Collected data
● ● ● ● ● ● ●

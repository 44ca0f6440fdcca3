//! Event window builder
//!
//! Slices the raw event list into the trailing windows and partitions the
//! detectors consume: last 7/14/30 days, by polarity, by category. Every
//! slice is chronologically sorted before any detector sees it, so no
//! detector ever re-scans or re-orders the full list. `now` is always an
//! explicit parameter; nothing here reads the wall clock.

use crate::config::{EngineConfig, FETCH_WINDOW_DAYS};
use crate::types::{BehaviorEvent, Goal, Polarity};
use chrono::{DateTime, Duration, Utc};
use std::collections::BTreeMap;
use uuid::Uuid;

/// One trailing window of events with precomputed partitions
#[derive(Debug, Clone, Default)]
pub struct WindowSlice {
    /// All events in the window, chronological
    pub events: Vec<BehaviorEvent>,
    /// Positive-polarity events, chronological
    pub positive: Vec<BehaviorEvent>,
    /// Challenge-polarity events, chronological
    pub challenge: Vec<BehaviorEvent>,
    /// Events grouped by category, chronological within each category.
    /// BTreeMap so iteration order is stable across runs.
    pub by_category: BTreeMap<Uuid, Vec<BehaviorEvent>>,
}

impl WindowSlice {
    fn from_events(events: Vec<BehaviorEvent>) -> Self {
        let mut positive = Vec::new();
        let mut challenge = Vec::new();
        let mut by_category: BTreeMap<Uuid, Vec<BehaviorEvent>> = BTreeMap::new();

        for event in &events {
            match event.polarity {
                Polarity::Positive => positive.push(event.clone()),
                Polarity::Challenge => challenge.push(event.clone()),
            }
            by_category
                .entry(event.category_id)
                .or_default()
                .push(event.clone());
        }

        Self {
            events,
            positive,
            challenge,
            by_category,
        }
    }

    /// Sum of points over positive events in this window
    pub fn positive_points(&self) -> i32 {
        self.positive.iter().map(|e| e.points).sum()
    }
}

/// Pre-sliced, pre-sorted view of one child's recent history.
///
/// Built once per `generate_cards` call and shared read-only by every
/// detector.
#[derive(Debug, Clone)]
pub struct WindowedView {
    pub now: DateTime<Utc>,
    /// Events in (now - 7d, now]
    pub last_7: WindowSlice,
    /// Events in (now - 14d, now]
    pub last_14: WindowSlice,
    /// Events in (now - 30d, now]
    pub last_30: WindowSlice,
    /// Events in (now - 37d, now - 7d]: the "established routine" window
    /// the slip detector compares against
    pub prior_30: WindowSlice,
    /// Every fetched event, chronological (spans the full fetch window)
    pub all_events: Vec<BehaviorEvent>,
    /// Active goals, sorted by id for stable iteration
    pub goals: Vec<Goal>,
    sufficient: bool,
}

impl WindowedView {
    /// Build the windowed view for one child.
    ///
    /// Events outside (now - fetch window, now] are dropped even if the
    /// provider returned them.
    pub fn build(
        mut events: Vec<BehaviorEvent>,
        mut goals: Vec<Goal>,
        now: DateTime<Utc>,
        config: &EngineConfig,
    ) -> Self {
        events.sort_by(|a, b| a.occurred_at.cmp(&b.occurred_at).then(a.id.cmp(&b.id)));
        events.retain(|e| {
            e.occurred_at > now - Duration::days(FETCH_WINDOW_DAYS) && e.occurred_at <= now
        });
        goals.sort_by(|a, b| a.id.cmp(&b.id));

        let in_range = |e: &BehaviorEvent, from_days: i64, to_days: i64| {
            e.occurred_at > now - Duration::days(from_days)
                && e.occurred_at <= now - Duration::days(to_days)
        };

        let last_7: Vec<BehaviorEvent> =
            events.iter().filter(|e| in_range(e, 7, 0)).cloned().collect();
        let last_14: Vec<BehaviorEvent> =
            events.iter().filter(|e| in_range(e, 14, 0)).cloned().collect();
        let last_30: Vec<BehaviorEvent> =
            events.iter().filter(|e| in_range(e, 30, 0)).cloned().collect();
        let prior_30: Vec<BehaviorEvent> = events
            .iter()
            .filter(|e| in_range(e, FETCH_WINDOW_DAYS, 7))
            .cloned()
            .collect();

        let sufficient = last_14.len() >= config.min_events_14d;

        Self {
            now,
            last_7: WindowSlice::from_events(last_7),
            last_14: WindowSlice::from_events(last_14),
            last_30: WindowSlice::from_events(last_30),
            prior_30: WindowSlice::from_events(prior_30),
            all_events: events,
            goals,
            sufficient,
        }
    }

    /// False when the trailing 14 days hold fewer events than the configured
    /// minimum. A normal outcome, not an error: the orchestrator short-circuits
    /// to an empty card list without running any detector.
    pub fn has_sufficient_data(&self) -> bool {
        self.sufficient
    }
}

#[cfg(test)]
mod tests {
    use super::*;
    use crate::test_support::{event, event_in_category};
    use chrono::TimeZone;
    use pretty_assertions::assert_eq;

    fn now() -> DateTime<Utc> {
        Utc.with_ymd_and_hms(2024, 3, 10, 12, 0, 0).unwrap()
    }

    #[test]
    fn test_windows_are_chronological_and_partitioned() {
        let child = Uuid::new_v4();
        let events = vec![
            event(child, Polarity::Positive, 2, now() - Duration::days(1)),
            event(child, Polarity::Challenge, 1, now() - Duration::days(6)),
            event(child, Polarity::Positive, 3, now() - Duration::days(3)),
        ];

        let view = WindowedView::build(events, vec![], now(), &EngineConfig::default());

        assert_eq!(view.last_7.events.len(), 3);
        assert_eq!(view.last_7.positive.len(), 2);
        assert_eq!(view.last_7.challenge.len(), 1);

        let times: Vec<_> = view.last_7.events.iter().map(|e| e.occurred_at).collect();
        let mut sorted = times.clone();
        sorted.sort();
        assert_eq!(times, sorted);
    }

    #[test]
    fn test_window_boundaries() {
        let child = Uuid::new_v4();
        let events = vec![
            event(child, Polarity::Positive, 1, now() - Duration::days(5)),
            event(child, Polarity::Positive, 1, now() - Duration::days(10)),
            event(child, Polarity::Positive, 1, now() - Duration::days(20)),
            event(child, Polarity::Positive, 1, now() - Duration::days(35)),
        ];

        let view = WindowedView::build(events, vec![], now(), &EngineConfig::default());

        assert_eq!(view.last_7.events.len(), 1);
        assert_eq!(view.last_14.events.len(), 2);
        assert_eq!(view.last_30.events.len(), 3);
        // prior window: (now-37d, now-7d]
        assert_eq!(view.prior_30.events.len(), 3);
        assert_eq!(view.all_events.len(), 4);
    }

    #[test]
    fn test_insufficient_data_flag_boundary() {
        let child = Uuid::new_v4();
        let two = vec![
            event(child, Polarity::Positive, 1, now() - Duration::days(1)),
            event(child, Polarity::Positive, 1, now() - Duration::days(2)),
        ];
        let view = WindowedView::build(two, vec![], now(), &EngineConfig::default());
        assert!(!view.has_sufficient_data());

        let three = vec![
            event(child, Polarity::Positive, 1, now() - Duration::days(1)),
            event(child, Polarity::Positive, 1, now() - Duration::days(2)),
            event(child, Polarity::Positive, 1, now() - Duration::days(3)),
        ];
        let view = WindowedView::build(three, vec![], now(), &EngineConfig::default());
        assert!(view.has_sufficient_data());
    }

    #[test]
    fn test_events_outside_14_days_do_not_count_toward_minimum() {
        let child = Uuid::new_v4();
        let events = vec![
            event(child, Polarity::Positive, 1, now() - Duration::days(1)),
            event(child, Polarity::Positive, 1, now() - Duration::days(20)),
            event(child, Polarity::Positive, 1, now() - Duration::days(25)),
        ];
        let view = WindowedView::build(events, vec![], now(), &EngineConfig::default());
        assert!(!view.has_sufficient_data());
    }

    #[test]
    fn test_category_partition_is_stable_and_sorted() {
        let child = Uuid::new_v4();
        let cat_a = Uuid::new_v4();
        let cat_b = Uuid::new_v4();
        let events = vec![
            event_in_category(child, cat_b, Polarity::Positive, 1, now() - Duration::days(1)),
            event_in_category(child, cat_a, Polarity::Positive, 1, now() - Duration::days(2)),
            event_in_category(child, cat_a, Polarity::Positive, 1, now() - Duration::days(4)),
        ];

        let view = WindowedView::build(events, vec![], now(), &EngineConfig::default());
        assert_eq!(view.last_7.by_category.len(), 2);
        assert_eq!(view.last_7.by_category[&cat_a].len(), 2);
        let a_events = &view.last_7.by_category[&cat_a];
        assert!(a_events[0].occurred_at < a_events[1].occurred_at);
    }

    #[test]
    fn test_goals_sorted_by_id() {
        let child = Uuid::new_v4();
        let mut goals: Vec<Goal> = (0..4)
            .map(|i| Goal {
                id: Uuid::new_v4(),
                child_id: child,
                target_points: 10,
                current_points: i,
                deadline: None,
                created_at: now() - Duration::days(10),
            })
            .collect();
        goals.reverse();

        let events = vec![
            event(child, Polarity::Positive, 1, now() - Duration::days(1)),
            event(child, Polarity::Positive, 1, now() - Duration::days(2)),
            event(child, Polarity::Positive, 1, now() - Duration::days(3)),
        ];
        let view = WindowedView::build(events, goals, now(), &EngineConfig::default());

        let ids: Vec<_> = view.goals.iter().map(|g| g.id).collect();
        let mut sorted = ids.clone();
        sorted.sort();
        assert_eq!(ids, sorted);
    }
}
//! Core types for the coaching-insight pipeline
//!
//! This module defines the data structures that flow through each stage of the
//! pipeline: behavior events and goals (read-only inputs), ephemeral signals
//! with their evidence, cooldown records (the only persisted state), and the
//! coach cards returned to the caller.

use chrono::{DateTime, NaiveDate, Utc};
use serde::{Deserialize, Serialize};
use std::collections::BTreeMap;
use uuid::Uuid;

/// Polarity of a logged behavior event
#[derive(Debug, Clone, Copy, PartialEq, Eq, Serialize, Deserialize)]
#[serde(rename_all = "snake_case")]
pub enum Polarity {
    Positive,
    Challenge,
}

/// A logged behavior event. Owned by the data provider; the engine only reads.
#[derive(Debug, Clone, Serialize, Deserialize)]
pub struct BehaviorEvent {
    pub id: Uuid,
    pub child_id: Uuid,
    pub category_id: Uuid,
    pub polarity: Polarity,
    pub points: i32,
    pub occurred_at: DateTime<Utc>,
}

/// A point goal for one child. Read-only snapshot supplied per call.
#[derive(Debug, Clone, Serialize, Deserialize)]
pub struct Goal {
    pub id: Uuid,
    pub child_id: Uuid,
    pub target_points: i32,
    pub current_points: i32,
    /// Optional deadline; goals without one can stall but never be "at risk"
    pub deadline: Option<DateTime<Utc>>,
    pub created_at: DateTime<Utc>,
}

impl Goal {
    /// A goal is active while its target has not been reached
    pub fn is_active(&self) -> bool {
        self.current_points < self.target_points
    }
}

/// Behavioral pattern a detector can recognize
#[derive(Debug, Clone, Copy, PartialEq, Eq, Hash, Serialize, Deserialize)]
#[serde(rename_all = "snake_case")]
pub enum SignalType {
    GoalAtRisk,
    GoalStalled,
    RoutineForming,
    RoutineSlipping,
    HighChallengeWeek,
}

impl SignalType {
    pub fn as_str(&self) -> &'static str {
        match self {
            SignalType::GoalAtRisk => "goal_at_risk",
            SignalType::GoalStalled => "goal_stalled",
            SignalType::RoutineForming => "routine_forming",
            SignalType::RoutineSlipping => "routine_slipping",
            SignalType::HighChallengeWeek => "high_challenge_week",
        }
    }

    /// Emotional tone bucket used by the safety rails
    pub fn category(&self) -> CardCategory {
        match self {
            SignalType::GoalAtRisk => CardCategory::Risk,
            SignalType::GoalStalled => CardCategory::Risk,
            SignalType::RoutineForming => CardCategory::Improvement,
            SignalType::RoutineSlipping => CardCategory::Risk,
            // Informational: surfaces a pattern without assigning blame
            SignalType::HighChallengeWeek => CardCategory::Neutral,
        }
    }

    /// Template key handed to the localization layer; the engine never
    /// formats display text itself
    pub fn localization_key(&self) -> &'static str {
        match self {
            SignalType::GoalAtRisk => "coach.card.goal_at_risk",
            SignalType::GoalStalled => "coach.card.goal_stalled",
            SignalType::RoutineForming => "coach.card.routine_forming",
            SignalType::RoutineSlipping => "coach.card.routine_slipping",
            SignalType::HighChallengeWeek => "coach.card.high_challenge_week",
        }
    }

    /// Whether this signal type is only evaluated for premium subscribers
    pub fn premium_only(&self) -> bool {
        matches!(self, SignalType::RoutineSlipping)
    }
}

/// Emotional tone category of a coach card
#[derive(Debug, Clone, Copy, PartialEq, Eq, Hash, Serialize, Deserialize)]
#[serde(rename_all = "snake_case")]
pub enum CardCategory {
    Risk,
    Improvement,
    Neutral,
}

/// Typed pointer into the canonical dataset backing a signal.
///
/// Used only for the validity check; the engine never dereferences these
/// for display.
#[derive(Debug, Clone, Copy, PartialEq, Eq, Hash, Serialize, Deserialize)]
#[serde(tag = "kind", content = "id", rename_all = "snake_case")]
pub enum EvidenceRef {
    Event(Uuid),
    Goal(Uuid),
}

/// A candidate insight emitted by one detector.
///
/// Created fresh on every `generate_cards` call and discarded at the end;
/// never persisted.
#[derive(Debug, Clone, Serialize)]
pub struct Signal {
    pub signal_type: SignalType,
    pub child_id: Uuid,
    /// 0-100, higher = more urgent/notable
    pub severity: u8,
    /// Must be non-empty; every ref must resolve at validation time
    pub evidence: Vec<EvidenceRef>,
    /// Timestamp of the most recent supporting evidence (ranking tie-break)
    pub latest_evidence_at: DateTime<Utc>,
    /// Structured values for template substitution downstream.
    /// BTreeMap keeps serialized output stable across runs.
    pub params: BTreeMap<String, serde_json::Value>,
    pub computed_at: DateTime<Utc>,
}

/// Last-shown bookkeeping for one (child, signal type) pair.
///
/// The only state that survives across calls. Upserted whenever a card of
/// that type is surfaced, never duplicated.
#[derive(Debug, Clone, PartialEq, Eq, Serialize, Deserialize)]
pub struct CooldownRecord {
    pub child_id: Uuid,
    pub signal_type: SignalType,
    pub last_shown_at: DateTime<Utc>,
}

/// A surfaced coaching insight, ready for the presentation layer
#[derive(Debug, Clone, Serialize)]
pub struct CoachCard {
    /// Deterministic: recomputing identical inputs always yields the same id
    pub id: String,
    pub signal_type: SignalType,
    pub category: CardCategory,
    pub severity: u8,
    pub evidence: Vec<EvidenceRef>,
    pub localization_key: &'static str,
    pub params: BTreeMap<String, serde_json::Value>,
}

/// Compute the deterministic card id for (child, signal type, window end).
///
/// A pure function of its inputs, which makes "already seen today" checks
/// downstream idempotent.
pub fn card_id(child_id: Uuid, signal_type: SignalType, window_end: NaiveDate) -> String {
    format!("{}:{}:{}", child_id, signal_type.as_str(), window_end)
}

#[cfg(test)]
mod tests {
    use super::*;
    use chrono::TimeZone;
    use pretty_assertions::assert_eq;

    #[test]
    fn test_card_id_is_deterministic() {
        let child = Uuid::new_v4();
        let day = Utc
            .with_ymd_and_hms(2024, 3, 10, 9, 0, 0)
            .unwrap()
            .date_naive();

        let a = card_id(child, SignalType::GoalAtRisk, day);
        let b = card_id(child, SignalType::GoalAtRisk, day);
        assert_eq!(a, b);
        assert_eq!(a, format!("{}:goal_at_risk:2024-03-10", child));
    }

    #[test]
    fn test_card_id_varies_by_type_and_day() {
        let child = Uuid::new_v4();
        let day = Utc
            .with_ymd_and_hms(2024, 3, 10, 9, 0, 0)
            .unwrap()
            .date_naive();

        let risk = card_id(child, SignalType::GoalAtRisk, day);
        let stall = card_id(child, SignalType::GoalStalled, day);
        assert_ne!(risk, stall);

        let next_day = day.succ_opt().unwrap();
        assert_ne!(risk, card_id(child, SignalType::GoalAtRisk, next_day));
    }

    #[test]
    fn test_signal_type_categories() {
        assert_eq!(SignalType::GoalAtRisk.category(), CardCategory::Risk);
        assert_eq!(SignalType::GoalStalled.category(), CardCategory::Risk);
        assert_eq!(
            SignalType::RoutineForming.category(),
            CardCategory::Improvement
        );
        assert_eq!(SignalType::RoutineSlipping.category(), CardCategory::Risk);
        assert_eq!(
            SignalType::HighChallengeWeek.category(),
            CardCategory::Neutral
        );
    }

    #[test]
    fn test_only_routine_slipping_is_premium() {
        let premium: Vec<SignalType> = [
            SignalType::GoalAtRisk,
            SignalType::GoalStalled,
            SignalType::RoutineForming,
            SignalType::RoutineSlipping,
            SignalType::HighChallengeWeek,
        ]
        .into_iter()
        .filter(|t| t.premium_only())
        .collect();

        assert_eq!(premium, vec![SignalType::RoutineSlipping]);
    }

    #[test]
    fn test_goal_activity() {
        let goal = Goal {
            id: Uuid::new_v4(),
            child_id: Uuid::new_v4(),
            target_points: 50,
            current_points: 20,
            deadline: None,
            created_at: Utc::now(),
        };
        assert!(goal.is_active());

        let done = Goal {
            current_points: 50,
            ..goal
        };
        assert!(!done.is_active());
    }

    #[test]
    fn test_evidence_ref_serialization() {
        let id = Uuid::new_v4();
        let json = serde_json::to_value(EvidenceRef::Event(id)).unwrap();
        assert_eq!(json["kind"], "event");
        assert_eq!(json["id"], id.to_string());
    }
}
//! Shared fixtures for unit tests

use crate::config::EngineConfig;
use crate::types::{BehaviorEvent, Goal, Polarity};
use crate::window::WindowedView;
use chrono::{DateTime, Utc};
use uuid::Uuid;

pub fn event(
    child_id: Uuid,
    polarity: Polarity,
    points: i32,
    occurred_at: DateTime<Utc>,
) -> BehaviorEvent {
    event_in_category(child_id, Uuid::new_v4(), polarity, points, occurred_at)
}

pub fn event_in_category(
    child_id: Uuid,
    category_id: Uuid,
    polarity: Polarity,
    points: i32,
    occurred_at: DateTime<Utc>,
) -> BehaviorEvent {
    BehaviorEvent {
        id: Uuid::new_v4(),
        child_id,
        category_id,
        polarity,
        points,
        occurred_at,
    }
}

pub fn goal(
    child_id: Uuid,
    target_points: i32,
    current_points: i32,
    deadline: Option<DateTime<Utc>>,
    created_at: DateTime<Utc>,
) -> Goal {
    Goal {
        id: Uuid::new_v4(),
        child_id,
        target_points,
        current_points,
        deadline,
        created_at,
    }
}

pub fn view_of(
    events: Vec<BehaviorEvent>,
    goals: Vec<Goal>,
    now: DateTime<Utc>,
    config: &EngineConfig,
) -> WindowedView {
    WindowedView::build(events, goals, now, config)
}
//! Routine-slipping detection
//!
//! A category that held a steady positive cadence in the prior 30-day window
//! but has now gone quiet for longer than that cadence tolerates is slipping.
//! Risk tone; premium-only.

use crate::config::{DetectorConfig, SLIP_BASE_SEVERITY, SLIP_SEVERITY_PER_DAY};
use crate::detect::Detector;
use crate::types::{BehaviorEvent, EvidenceRef, Polarity, Signal, SignalType};
use crate::window::WindowedView;
use chrono::{DateTime, Utc};
use serde_json::json;
use std::collections::BTreeMap;
use uuid::Uuid;

pub struct RoutineSlippingDetector {
    config: DetectorConfig,
}

struct SlipCandidate<'a> {
    severity: u8,
    category_id: Uuid,
    establishing: Vec<&'a BehaviorEvent>,
    last_seen_at: DateTime<Utc>,
    cadence_days: f64,
    gap_days: f64,
}

impl RoutineSlippingDetector {
    pub fn new(config: DetectorConfig) -> Self {
        Self { config }
    }

    fn evaluate_category<'a>(
        &self,
        category_id: Uuid,
        prior_events: &'a [BehaviorEvent],
        view: &'a WindowedView,
    ) -> Option<SlipCandidate<'a>> {
        let establishing: Vec<&BehaviorEvent> = prior_events
            .iter()
            .filter(|e| matches!(e.polarity, Polarity::Positive))
            .collect();
        if establishing.len() < self.config.slip_established_min {
            return None;
        }

        let cadence_days = median_gap_days(&establishing);

        // Latest sighting of the category anywhere in the fetch window
        let last_seen_at = view
            .last_30
            .by_category
            .get(&category_id)
            .and_then(|events| events.last())
            .map(|e| e.occurred_at)
            .unwrap_or(establishing.last()?.occurred_at);

        let gap_days = (view.now - last_seen_at).num_seconds() as f64 / 86_400.0;
        let threshold = cadence_days * self.config.slip_factor;
        if gap_days <= threshold {
            return None;
        }

        Some(SlipCandidate {
            severity: slip_severity(gap_days, threshold),
            category_id,
            establishing,
            last_seen_at,
            cadence_days,
            gap_days,
        })
    }
}

impl Detector for RoutineSlippingDetector {
    fn signal_type(&self) -> SignalType {
        SignalType::RoutineSlipping
    }

    fn detect(&self, view: &WindowedView) -> Option<Signal> {
        let mut best: Option<SlipCandidate> = None;
        for (category_id, prior_events) in &view.prior_30.by_category {
            if let Some(candidate) = self.evaluate_category(*category_id, prior_events, view) {
                if best
                    .as_ref()
                    .map_or(true, |b| candidate.severity > b.severity)
                {
                    best = Some(candidate);
                }
            }
        }
        let candidate = best?;

        let child_id = candidate.establishing[0].child_id;
        let evidence: Vec<EvidenceRef> = candidate
            .establishing
            .iter()
            .map(|e| EvidenceRef::Event(e.id))
            .collect();

        let mut params = BTreeMap::new();
        params.insert("category_id".into(), json!(candidate.category_id));
        params.insert(
            "established_occurrences".into(),
            json!(candidate.establishing.len()),
        );
        params.insert("cadence_days".into(), json!(candidate.cadence_days));
        params.insert("gap_days".into(), json!(candidate.gap_days.floor()));

        Some(Signal {
            signal_type: SignalType::RoutineSlipping,
            child_id,
            severity: candidate.severity,
            evidence,
            latest_evidence_at: candidate.last_seen_at,
            params,
            computed_at: view.now,
        })
    }
}

/// Median gap in days between consecutive occurrences, never below one day
fn median_gap_days(events: &[&BehaviorEvent]) -> f64 {
    let mut gaps: Vec<f64> = events
        .windows(2)
        .map(|pair| (pair[1].occurred_at - pair[0].occurred_at).num_seconds() as f64 / 86_400.0)
        .collect();
    if gaps.is_empty() {
        return 1.0;
    }
    gaps.sort_by(|a, b| a.partial_cmp(b).unwrap_or(std::cmp::Ordering::Equal));
    let mid = gaps.len() / 2;
    let median = if gaps.len() % 2 == 0 {
        (gaps[mid - 1] + gaps[mid]) / 2.0
    } else {
        gaps[mid]
    };
    median.max(1.0)
}

/// Severity grows with each day the gap runs past the slip threshold
fn slip_severity(gap_days: f64, threshold_days: f64) -> u8 {
    let excess = (gap_days - threshold_days).max(0.0);
    let raw = SLIP_BASE_SEVERITY as f64 + SLIP_SEVERITY_PER_DAY as f64 * excess;
    raw.round().min(100.0) as u8
}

● ● ● ● ● ● ●

▶ [Work instructions]: Search the records for the word "GoalStalled" and copy every line where it occurs.

▶ [Exercise solution]:
    GoalStalled,
            SignalType::GoalStalled => "goal_stalled",
            SignalType::GoalStalled => CardCategory::Risk,
            SignalType::GoalStalled => "coach.card.goal_stalled",
        let stall = card_id(child, SignalType::GoalStalled, day);
        assert_eq!(SignalType::GoalStalled.category(), CardCategory::Risk);
            SignalType::GoalStalled,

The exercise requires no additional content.